# [Problem to work on]
From the entries that follow, copy every line with the word "totals".

# [Exercise data]
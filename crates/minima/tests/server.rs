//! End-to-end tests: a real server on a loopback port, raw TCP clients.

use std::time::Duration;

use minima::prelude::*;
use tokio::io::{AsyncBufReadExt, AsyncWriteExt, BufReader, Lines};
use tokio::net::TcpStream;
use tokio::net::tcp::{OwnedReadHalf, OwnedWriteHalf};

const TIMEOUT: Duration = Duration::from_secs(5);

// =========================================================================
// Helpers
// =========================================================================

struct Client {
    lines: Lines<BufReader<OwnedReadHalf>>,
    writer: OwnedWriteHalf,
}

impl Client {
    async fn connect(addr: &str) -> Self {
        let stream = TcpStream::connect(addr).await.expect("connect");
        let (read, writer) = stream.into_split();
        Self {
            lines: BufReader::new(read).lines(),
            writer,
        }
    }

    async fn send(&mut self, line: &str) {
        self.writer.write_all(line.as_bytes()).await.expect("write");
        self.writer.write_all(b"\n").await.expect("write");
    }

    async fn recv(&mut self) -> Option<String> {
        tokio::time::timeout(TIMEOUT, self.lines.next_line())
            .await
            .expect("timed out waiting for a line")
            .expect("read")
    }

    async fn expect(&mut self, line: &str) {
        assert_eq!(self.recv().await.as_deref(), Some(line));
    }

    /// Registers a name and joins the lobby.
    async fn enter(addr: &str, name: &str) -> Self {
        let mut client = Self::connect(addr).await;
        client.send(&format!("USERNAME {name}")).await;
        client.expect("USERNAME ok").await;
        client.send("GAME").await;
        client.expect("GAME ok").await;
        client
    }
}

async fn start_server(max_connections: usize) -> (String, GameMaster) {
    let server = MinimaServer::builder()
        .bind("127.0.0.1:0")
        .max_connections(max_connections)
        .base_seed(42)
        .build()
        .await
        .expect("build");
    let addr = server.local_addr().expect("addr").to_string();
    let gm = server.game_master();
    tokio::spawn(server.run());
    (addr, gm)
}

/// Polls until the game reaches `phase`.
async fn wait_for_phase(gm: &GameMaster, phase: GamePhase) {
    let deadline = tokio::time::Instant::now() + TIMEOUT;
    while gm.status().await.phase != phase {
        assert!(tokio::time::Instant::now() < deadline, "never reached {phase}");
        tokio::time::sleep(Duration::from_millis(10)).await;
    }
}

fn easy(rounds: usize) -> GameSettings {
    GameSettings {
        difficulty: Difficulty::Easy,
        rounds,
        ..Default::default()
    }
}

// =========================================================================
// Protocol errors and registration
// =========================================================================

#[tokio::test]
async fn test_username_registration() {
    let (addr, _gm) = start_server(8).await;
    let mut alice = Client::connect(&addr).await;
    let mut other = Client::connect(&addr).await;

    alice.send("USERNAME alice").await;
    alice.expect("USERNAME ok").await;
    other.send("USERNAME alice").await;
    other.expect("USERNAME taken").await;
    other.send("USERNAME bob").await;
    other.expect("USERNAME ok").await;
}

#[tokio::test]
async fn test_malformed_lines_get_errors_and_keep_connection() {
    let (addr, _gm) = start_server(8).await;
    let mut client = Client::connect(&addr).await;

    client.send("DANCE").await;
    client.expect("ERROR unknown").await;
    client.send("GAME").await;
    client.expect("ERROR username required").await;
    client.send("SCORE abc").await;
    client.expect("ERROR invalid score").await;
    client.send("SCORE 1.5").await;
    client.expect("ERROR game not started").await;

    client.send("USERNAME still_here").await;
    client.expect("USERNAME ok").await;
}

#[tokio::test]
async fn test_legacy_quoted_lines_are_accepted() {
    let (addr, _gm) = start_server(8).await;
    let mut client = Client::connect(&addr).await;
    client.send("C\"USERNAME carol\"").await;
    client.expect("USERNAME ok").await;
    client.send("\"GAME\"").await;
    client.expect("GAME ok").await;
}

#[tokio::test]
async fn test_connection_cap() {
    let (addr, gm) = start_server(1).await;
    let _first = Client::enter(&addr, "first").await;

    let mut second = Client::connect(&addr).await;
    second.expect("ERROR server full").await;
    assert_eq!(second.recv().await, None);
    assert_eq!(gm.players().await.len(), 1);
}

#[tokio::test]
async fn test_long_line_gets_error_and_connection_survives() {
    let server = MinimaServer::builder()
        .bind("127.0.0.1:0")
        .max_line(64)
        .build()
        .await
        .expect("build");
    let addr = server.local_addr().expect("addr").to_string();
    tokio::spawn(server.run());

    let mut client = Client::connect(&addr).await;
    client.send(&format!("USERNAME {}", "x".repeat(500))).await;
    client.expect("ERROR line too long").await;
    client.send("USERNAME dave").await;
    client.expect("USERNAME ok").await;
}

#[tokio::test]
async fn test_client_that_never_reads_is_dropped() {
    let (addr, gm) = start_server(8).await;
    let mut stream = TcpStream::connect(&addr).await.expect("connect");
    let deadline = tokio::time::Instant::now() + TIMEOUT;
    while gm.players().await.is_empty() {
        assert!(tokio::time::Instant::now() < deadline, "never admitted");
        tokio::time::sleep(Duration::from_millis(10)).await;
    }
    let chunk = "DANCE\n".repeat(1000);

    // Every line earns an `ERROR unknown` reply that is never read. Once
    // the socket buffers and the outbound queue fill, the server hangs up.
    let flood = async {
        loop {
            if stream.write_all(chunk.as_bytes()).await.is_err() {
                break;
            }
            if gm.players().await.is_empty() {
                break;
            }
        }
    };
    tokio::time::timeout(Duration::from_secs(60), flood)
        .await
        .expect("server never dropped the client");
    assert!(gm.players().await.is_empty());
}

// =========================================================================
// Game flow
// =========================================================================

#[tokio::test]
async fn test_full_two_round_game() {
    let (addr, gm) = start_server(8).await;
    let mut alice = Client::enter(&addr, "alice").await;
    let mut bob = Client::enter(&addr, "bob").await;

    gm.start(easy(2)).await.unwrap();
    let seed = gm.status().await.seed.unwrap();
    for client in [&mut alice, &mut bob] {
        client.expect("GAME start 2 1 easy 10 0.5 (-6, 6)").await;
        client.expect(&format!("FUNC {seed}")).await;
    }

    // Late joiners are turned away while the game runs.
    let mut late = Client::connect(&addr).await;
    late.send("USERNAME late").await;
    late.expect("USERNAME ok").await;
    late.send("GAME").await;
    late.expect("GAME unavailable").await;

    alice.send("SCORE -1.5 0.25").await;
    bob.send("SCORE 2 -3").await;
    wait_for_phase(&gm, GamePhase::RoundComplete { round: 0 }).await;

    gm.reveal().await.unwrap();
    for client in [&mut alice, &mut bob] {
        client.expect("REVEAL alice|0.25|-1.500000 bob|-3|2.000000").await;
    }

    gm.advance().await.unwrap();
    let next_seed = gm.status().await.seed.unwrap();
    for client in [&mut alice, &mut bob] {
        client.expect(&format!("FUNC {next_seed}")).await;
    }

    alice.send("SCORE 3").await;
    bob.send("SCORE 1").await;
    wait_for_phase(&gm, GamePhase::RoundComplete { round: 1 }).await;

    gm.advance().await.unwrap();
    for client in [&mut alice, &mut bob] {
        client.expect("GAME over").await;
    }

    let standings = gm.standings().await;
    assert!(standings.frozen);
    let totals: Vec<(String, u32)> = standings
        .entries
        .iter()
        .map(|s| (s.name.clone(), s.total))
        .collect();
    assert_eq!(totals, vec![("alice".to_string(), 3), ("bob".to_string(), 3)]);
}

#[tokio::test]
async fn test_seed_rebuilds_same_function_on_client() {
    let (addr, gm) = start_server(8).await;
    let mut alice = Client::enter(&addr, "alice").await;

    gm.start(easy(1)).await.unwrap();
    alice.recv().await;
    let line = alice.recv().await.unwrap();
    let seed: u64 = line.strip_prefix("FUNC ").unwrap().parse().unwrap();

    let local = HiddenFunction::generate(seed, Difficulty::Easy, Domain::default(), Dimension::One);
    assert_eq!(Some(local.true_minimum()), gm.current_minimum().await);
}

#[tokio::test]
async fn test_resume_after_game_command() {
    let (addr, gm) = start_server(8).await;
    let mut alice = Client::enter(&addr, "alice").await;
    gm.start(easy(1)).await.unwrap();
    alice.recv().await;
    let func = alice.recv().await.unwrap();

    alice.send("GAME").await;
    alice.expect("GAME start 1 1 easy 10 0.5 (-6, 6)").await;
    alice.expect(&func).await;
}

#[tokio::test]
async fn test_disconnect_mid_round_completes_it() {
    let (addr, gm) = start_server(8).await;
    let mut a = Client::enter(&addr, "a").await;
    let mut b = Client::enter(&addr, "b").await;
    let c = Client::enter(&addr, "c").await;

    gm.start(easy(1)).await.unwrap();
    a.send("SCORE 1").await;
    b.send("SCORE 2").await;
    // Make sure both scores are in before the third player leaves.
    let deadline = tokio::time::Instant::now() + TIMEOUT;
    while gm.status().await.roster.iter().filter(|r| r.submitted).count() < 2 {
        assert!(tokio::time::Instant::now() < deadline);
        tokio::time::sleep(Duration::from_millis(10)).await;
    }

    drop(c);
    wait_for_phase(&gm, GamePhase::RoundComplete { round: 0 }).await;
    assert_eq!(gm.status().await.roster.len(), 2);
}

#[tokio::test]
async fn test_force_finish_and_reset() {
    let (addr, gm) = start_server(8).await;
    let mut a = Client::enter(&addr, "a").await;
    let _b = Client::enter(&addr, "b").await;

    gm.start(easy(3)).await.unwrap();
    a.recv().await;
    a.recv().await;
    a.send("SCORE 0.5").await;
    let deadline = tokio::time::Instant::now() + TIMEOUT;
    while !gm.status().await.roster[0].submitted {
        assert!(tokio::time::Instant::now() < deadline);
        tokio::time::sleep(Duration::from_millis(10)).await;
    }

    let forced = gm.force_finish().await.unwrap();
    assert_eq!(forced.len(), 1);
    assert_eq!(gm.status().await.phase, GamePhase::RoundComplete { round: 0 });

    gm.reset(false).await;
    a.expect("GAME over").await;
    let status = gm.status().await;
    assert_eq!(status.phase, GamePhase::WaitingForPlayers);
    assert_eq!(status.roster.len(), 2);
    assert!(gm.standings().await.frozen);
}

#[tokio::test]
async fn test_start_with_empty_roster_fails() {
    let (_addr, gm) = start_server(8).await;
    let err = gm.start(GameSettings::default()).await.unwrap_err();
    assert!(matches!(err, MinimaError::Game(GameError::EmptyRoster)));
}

# [Answer area]
    let totals: Vec<(String, u32)> = standings
    assert_eq!(totals, vec![("alice".to_string(), 3), ("bob".to_string(), 3)]);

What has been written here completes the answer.